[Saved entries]

*-*-*

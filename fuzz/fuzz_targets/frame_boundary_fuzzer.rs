//! Fuzz target for FrameDecoder boundary conditions
//!
//! # Strategy
//!
//! - Declared lengths: zero, small, at-max, just-over-max, u32::MAX
//! - Chunking: the same stream split at arbitrary points
//!
//! # Invariants
//!
//! - A declared length over MAX_FRAME_SIZE returns `FrameTooLarge`
//! - Frames decode identically however the stream is chunked
//! - NEVER panic

#![no_main]

use arbitrary::Arbitrary;
use libfuzzer_sys::fuzz_target;
use veilwire_proto::{FrameDecoder, MAX_FRAME_SIZE, ProtocolError};

#[derive(Debug, Clone, Arbitrary)]
enum DeclaredLength {
    Zero,
    Small(u8),
    AtMax,
    JustOverMax,
    Max,
    Random(u32),
}

impl DeclaredLength {
    fn value(&self) -> u32 {
        match self {
            Self::Zero => 0,
            Self::Small(n) => u32::from(*n),
            Self::AtMax => MAX_FRAME_SIZE as u32,
            Self::JustOverMax => MAX_FRAME_SIZE as u32 + 1,
            Self::Max => u32::MAX,
            Self::Random(n) => *n,
        }
    }
}

#[derive(Debug, Clone, Arbitrary)]
struct Input {
    length: DeclaredLength,
    body: Vec<u8>,
    split_points: Vec<u16>,
}

fuzz_target!(|input: Input| {
    let declared = input.length.value();
    let mut stream = declared.to_be_bytes().to_vec();
    stream.extend_from_slice(&input.body);

    let whole = decode_all(&[&stream[..]]);

    let mut chunks = Vec::new();
    let mut rest = &stream[..];
    for point in input.split_points {
        if rest.is_empty() {
            break;
        }
        let at = usize::from(point) % (rest.len() + 1);
        let (head, tail) = rest.split_at(at);
        chunks.push(head);
        rest = tail;
    }
    chunks.push(rest);

    assert_eq!(decode_all(&chunks), whole, "chunking changed the result");

    if declared as usize > MAX_FRAME_SIZE {
        assert!(matches!(whole, Err(ProtocolError::FrameTooLarge { .. })));
    }
});

fn decode_all(chunks: &[&[u8]]) -> Result<Vec<Vec<u8>>, ProtocolError> {
    let mut decoder = FrameDecoder::new();
    let mut frames = Vec::new();
    for chunk in chunks {
        decoder.extend(chunk);
        while let Some(frame) = decoder.next_frame()? {
            frames.push(frame.to_vec());
        }
    }
    Ok(frames)
}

*-*-*

• _Exercise instructions_:
Please transcribe the lines from the one containing "Self::AtMax => MAX_FRAME_SIZE" through the last line of the records. Include both ends and nothing else.

• _Reply_:
            Self::AtMax => MAX_FRAME_SIZE as u32,
            Self::JustOverMax => MAX_FRAME_SIZE as u32 + 1,
            Self::Max => u32::MAX,
            Self::Random(n) => *n,
        }
    }
}

#[derive(Debug, Clone, Arbitrary)]
struct Input {
    length: DeclaredLength,
    body: Vec<u8>,
    split_points: Vec<u16>,
}

fuzz_target!(|input: Input| {
    let declared = input.length.value();
    let mut stream = declared.to_be_bytes().to_vec();
    stream.extend_from_slice(&input.body);

    let whole = decode_all(&[&stream[..]]);

    let mut chunks = Vec::new();
    let mut rest = &stream[..];
    for point in input.split_points {
        if rest.is_empty() {
            break;
        }
        let at = usize::from(point) % (rest.len() + 1);
        let (head, tail) = rest.split_at(at);
        chunks.push(head);
        rest = tail;
    }
    chunks.push(rest);

    assert_eq!(decode_all(&chunks), whole, "chunking changed the result");

    if declared as usize > MAX_FRAME_SIZE {
        assert!(matches!(whole, Err(ProtocolError::FrameTooLarge { .. })));
    }
});

fn decode_all(chunks: &[&[u8]]) -> Result<Vec<Vec<u8>>, ProtocolError> {
    let mut decoder = FrameDecoder::new();
    let mut frames = Vec::new();
    for chunk in chunks {
        decoder.extend(chunk);
        while let Some(frame) = decoder.next_frame()? {
            frames.push(frame.to_vec());
        }
    }
    Ok(frames)
}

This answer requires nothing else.